Exactions multiples contre les civils
Les populations civiles du centre du Mali sont les victimes d’exactions attribuées à une multitude d’acteurs armés. Si les groupes jihadistes sont pointés du doigt comme les principaux responsables, l’armée malienne et le groupe paramilitaire Wagner, qui mènent des opérations anti-terroristes dans la zone, sont également mis en cause. Des accusations démenties par les autorités maliennes.
Depuis plusieurs mois, l’armée régulière et ses alliés russes concentrent leurs efforts contre la Katiba Macina, un groupe armé affilié à Al-Qaïda qui sévit dans la région. Mais leurs opérations s’accompagneraient de nombreux abus à l’encontre des populations.
Appel au respect du droit humanitaire
MSF indique être en discussion avec les autorités maliennes et les différentes parties au conflit afin que de tels actes de violence ne se reproduisent plus. L’objectif : permettre à l’ONG de reprendre dès que possible son offre de soins essentiels à la population, et ce en toute sécurité.
Cet énième incident soulève une nouvelle fois la question du respect du droit international humanitaire dans les zones de conflit. Le personnel médical et humanitaire, de même que les structures de santé, bénéficient en effet d’une protection spécifique en vertu des Conventions de Genève. Des règles trop souvent bafouées sur le terrain, au détriment des populations civiles qui en paient le prix fort.

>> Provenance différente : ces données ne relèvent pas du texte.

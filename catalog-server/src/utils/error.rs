//! 统一错误处理
//!
//! 提供应用级错误类型和响应结构：
//! - [`AppError`] - 应用错误枚举
//! - [`AppResponse`] - API 响应结构
//!
//! # 错误分类
//!
//! | 分类 | 说明 | 状态码 |
//! |------|------|--------|
//! | Validation | 字段校验失败 | 400 |
//! | BusinessRule | 业务规则违反 (如父分类不存在) | 422 |
//! | NotFound | 资源不存在 | 404 |
//! | Database / Internal | 系统错误 | 500 |

use axum::{
    Json,
    extract::multipart::MultipartError,
    http::StatusCode,
    response::{IntoResponse, Response},
};
use serde::Serialize;
use tracing::error;

use crate::db::repository::RepoError;

/// API 统一响应结构
///
/// ```json
/// {
///   "code": "E0000",
///   "message": "success",
///   "data": { ... }
/// }
/// ```
#[derive(Debug, Serialize)]
pub struct AppResponse<T> {
    /// 错误码 (E0000 表示成功)
    pub code: String,
    /// 消息
    pub message: String,
    /// 响应数据
    #[serde(skip_serializing_if = "Option::is_none")]
    pub data: Option<T>,
}

/// 应用错误枚举
#[derive(Debug, thiserror::Error)]
pub enum AppError {
    // ========== 业务逻辑错误 (4xx) ==========
    #[error("Resource not found: {0}")]
    /// 资源不存在 (404)
    NotFound(String),

    #[error("Validation failed: {0}")]
    /// 字段校验失败 (400)
    Validation(String),

    #[error("Business rule violation: {0}")]
    /// 业务规则违反 (422)
    BusinessRule(String),

    // ========== 系统错误 (5xx) ==========
    #[error("Database error: {0}")]
    /// 数据库错误 (500)
    Database(String),

    #[error("Internal server error: {0}")]
    /// 内部错误 (500)
    Internal(String),
}

/// Result type used in HTTP handlers and services
pub type AppResult<T> = Result<T, AppError>;

impl IntoResponse for AppError {
    fn into_response(self) -> Response {
        let (status, code, message) = match &self {
            AppError::NotFound(msg) => (StatusCode::NOT_FOUND, "E0003", msg.as_str()),
            AppError::Validation(msg) => (StatusCode::BAD_REQUEST, "E0002", msg.as_str()),
            AppError::BusinessRule(msg) => {
                (StatusCode::UNPROCESSABLE_ENTITY, "E0005", msg.as_str())
            }
            AppError::Database(msg) => {
                error!(target: "database", error = %msg, "Database error occurred");
                (StatusCode::INTERNAL_SERVER_ERROR, "E9002", "Database error")
            }
            AppError::Internal(msg) => {
                error!(target: "internal", error = %msg, "Internal error occurred");
                (
                    StatusCode::INTERNAL_SERVER_ERROR,
                    "E9001",
                    "Internal server error",
                )
            }
        };

        let body = Json(AppResponse::<()> {
            code: code.to_string(),
            message: message.to_string(),
            data: None,
        });

        (status, body).into_response()
    }
}

impl From<MultipartError> for AppError {
    fn from(e: MultipartError) -> Self {
        AppError::Validation(format!("Multipart error: {e}"))
    }
}

impl From<RepoError> for AppError {
    fn from(e: RepoError) -> Self {
        match e {
            RepoError::NotFound(msg) => AppError::NotFound(msg),
            RepoError::Validation(msg) => AppError::Validation(msg),
            RepoError::Database(msg) => AppError::Database(msg),
            // A looping hierarchy is corrupted state, not a caller mistake
            RepoError::CycleDetected(_) => AppError::Internal(e.to_string()),
        }
    }
}

// ========== Helper Constructors ==========

impl AppError {
    pub fn not_found(msg: impl Into<String>) -> Self {
        Self::NotFound(msg.into())
    }

    pub fn validation(msg: impl Into<String>) -> Self {
        Self::Validation(msg.into())
    }

    pub fn business_rule(msg: impl Into<String>) -> Self {
        Self::BusinessRule(msg.into())
    }

    pub fn database(msg: impl Into<String>) -> Self {
        Self::Database(msg.into())
    }

    pub fn internal(msg: impl Into<String>) -> Self {
        Self::Internal(msg.into())
    }
}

Suspension des activités humanitaires : un phénomène inquiétant
Le cas de Nampala est loin d’être isolé. Il y a une dizaine de jours, MSF annonçait également la suspension de ses activités à Djibo, ville du nord du Burkina Faso, pays voisin du Mali également touché par la propagation jihadiste. Là aussi, des incidents sécuritaires visant les centres de santé et les locaux de l’ONG sont à l’origine de cette décision.
Ces suspensions à répétition des activités humanitaires, dans un contexte où les besoins des populations n’ont jamais été aussi criants, sont particulièrement préoccupantes. Elles privent les civils pris entre les feux d’un accès vital aux services de base comme les soins de santé.
Il est impératif que toutes les parties au conflit malien permettent un accès humanitaire sûr et sans entrave aux populations dans le besoin.
Déclaration de MSF
Alors que le Sahel reste enlisé dans une spirale de violences, la protection des civils et le respect de l’action humanitaire doivent être une priorité absolue. C’est une question de vie ou de mort pour des milliers de personnes vulnérables prises au piège de conflits qui les dépassent. L’urgence est d’autant plus grande que la crise sécuritaire se double d’une crise humanitaire majeure, aggravée par la pandémie de Covid-19 et les effets du changement climatique dans cette région aride.
Les récents événements de Nampala sonnent une nouvelle fois comme un signal d’alarme. Il est plus que temps que la communauté internationale se saisisse réellement de la question sahélienne et mette tout en œuvre pour restaurer la sécurité et assurer le respect des droits humains fondamentaux. La survie de populations entières en dépend.